Objective scoring systems of medical risk: a clinical tool for selecting patients for open or endovascular abdominal aortic aneurysm repair
- PMID: 17543670
- DOI: 10.1016/j.jvs.2007.02.036
Objective scoring systems of medical risk: a clinical tool for selecting patients for open or endovascular abdominal aortic aneurysm repair
Abstract
Background: Objective scoring systems have been developed for risk stratification of open infrarenal aneurysm repair. To date, none have been applied for the selection of patients who would most benefit from either an open or an endovascular approach. This study assessed the utility of comorbidity-based objective scoring systems for defining subgroups of patients who might most benefit from open or endovascular aneurysm repair.
Methods: A retrospective database review was performed for the period January 1999 to December 2004 to identify patients who had undergone elective open aneurysm repair (open repair) or elective endovascular aneurysm repair (EVAR). Validation of the Glasgow Aneurysm Score (GAS), the Modified Leiden Score (M-LS), and the Modified Comorbidity Severity Score (M-CSS) was performed for perioperative mortality risk in the open repair group. GAS, M-LS, and M-CSS were then calculated for the EVAR group. Differences in open repair vs EVAR mortalities were evaluated.
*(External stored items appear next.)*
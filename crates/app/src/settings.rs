//! Runtime configuration — TOML file with environment variable overrides.
//!
//! Looks for `meshbridge.toml` in the working directory (overridable via
//! `MESHBRIDGE_CONFIG`). Every field has a sensible default so the file
//! is optional. Environment variables take precedence over file values.

use std::collections::HashMap;

use serde::Deserialize;

use meshbridge_domain::address::IeeeAddress;
use meshbridge_domain::options::DeviceOptions;

/// Top-level configuration.
#[derive(Debug, Clone, Default, Deserialize)]
#[serde(default)]
pub struct Settings {
    /// Dual-publish mode: momentary keys (`action`, `click`) are reset
    /// with an extra publish, for integrations that key off value
    /// changes.
    pub homeassistant: bool,
    /// Advanced pipeline toggles.
    pub advanced: AdvancedSettings,
    /// Logging settings.
    pub logging: LoggingSettings,
    /// Options applied to every device.
    pub device_options: DeviceOptions,
    /// Per-device option overrides, keyed by IEEE address.
    pub devices: HashMap<IeeeAddress, DeviceOptions>,
}

/// Advanced pipeline toggles.
#[derive(Debug, Clone, Default, Deserialize)]
#[serde(default)]
pub struct AdvancedSettings {
    /// Annotate publications with the milliseconds elapsed since the
    /// device's previous one.
    pub elapsed: bool,
}

/// Logging configuration.
#[derive(Debug, Clone, Deserialize)]
#[serde(default)]
pub struct LoggingSettings {
    /// Filter directive (`RUST_LOG` syntax).
    pub filter: String,
}

impl Default for LoggingSettings {
    fn default() -> Self {
        Self {
            filter: "meshbridged=info,meshbridge=info".to_string(),
        }
    }
}

impl Settings {
    /// Load configuration from `meshbridge.toml` (if present) then apply
    /// environment-variable overrides.
    ///
    /// # Errors
    ///
    /// Returns an error if the file exists but is malformed, or if a
    /// configured debounce window is not a finite, non-negative number.
    pub fn load() -> Result<Self, SettingsError> {
        let path = std::env::var("MESHBRIDGE_CONFIG")
            .unwrap_or_else(|_| "meshbridge.toml".to_string());
        let mut settings = Self::from_file(&path)?;
        settings.apply_env_overrides();
        settings.validate()?;
        Ok(settings)
    }

    fn from_file(path: &str) -> Result<Self, SettingsError> {
        match std::fs::read_to_string(path) {
            Ok(content) => toml::from_str(&content).map_err(SettingsError::Parse),
            Err(err) if err.kind() == std::io::ErrorKind::NotFound => Ok(Self::default()),
            Err(err) => Err(SettingsError::Io(err)),
        }
    }

    fn apply_env_overrides(&mut self) {
        if let Ok(val) = std::env::var("MESHBRIDGE_HOMEASSISTANT") {
            if let Ok(flag) = val.parse() {
                self.homeassistant = flag;
            }
        }
        if let Ok(val) = std::env::var("MESHBRIDGE_ELAPSED") {
            if let Ok(flag) = val.parse() {
                self.advanced.elapsed = flag;
            }
        }
        if let Ok(val) = std::env::var("MESHBRIDGE_LOG") {
            self.logging.filter = val;
        }
        if let Ok(val) = std::env::var("RUST_LOG") {
            self.logging.filter = val;
        }
    }

    fn validate(&self) -> Result<(), SettingsError> {
        let windows = self
            .devices
            .values()
            .chain(std::iter::once(&self.device_options))
            .filter_map(|options| options.debounce);
        for window in windows {
            if !window.is_finite() || window < 0.0 {
                return Err(SettingsError::Validation(format!(
                    "debounce must be a non-negative number of seconds, got {window}"
                )));
            }
        }
        Ok(())
    }

    /// Merged options for one device: per-device overrides on top of the
    /// global `device_options`.
    #[must_use]
    pub fn options_for(&self, address: IeeeAddress) -> DeviceOptions {
        self.devices
            .get(&address)
            .map_or_else(|| self.device_options.clone(), |overrides| {
                overrides.merged_with(&self.device_options)
            })
    }
}

/// Configuration errors.
#[derive(Debug, thiserror::Error)]
pub enum SettingsError {
    /// TOML parse failure.
    #[error("failed to parse config file")]
    Parse(#[from] toml::de::Error),
    /// File I/O failure.
    #[error("failed to read config file")]
    Io(#[from] std::io::Error),
    /// Semantic validation failure.
    #[error("invalid configuration: {0}")]
    Validation(String),
}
Results: During the time period, 558 patients underwent open repair and 304 underwent EVAR. Overall mortality was 4.7% for open repair patients and 2.0% for EVAR. All three scoring systems were validated to our open repair data set (C statistic: GAS, 0.72; M-LS, 0.71; M-CSS, 0.74). A score was calculated for each system that separated patients into groups of either low or high risk of death for open repair. This score (cut point) was 76.5 for the GAS, 5.2 for the M-LS, and 8 for the M-CSS. Analysis of the EVAR population revealed that patients at low medical risk for open repair did not derive statistically significant mortality benefit with EVAR; however, patients at high medical risk for open repair derived significant benefit from EVAR (GAS>76.5 mortality: open repair, 7.8%; EVAR, 1.9% [P<.01]; M-LS mortality: open repair, 8.1%; EVAR, 2.5% [P<.01]; and M-CSS mortality: open repair, 10.3%; EVAR, 3.4% [P<.025]). Despite a very small number of deaths (n=6), receiver operator curve analysis identified M-LS and M-CSS as having some predictive ability for mortality risk with EVAR (C statistic: M-LS, 0.70; M-CSS, 0.69).
Conclusion: Three validated objective scoring systems can be used to categorize patients into two groups of medical risk: one that has excellent outcome with open repair and derives no early mortality benefit from EVAR, and another that has significant mortality with open repair and derives important benefit with EVAR.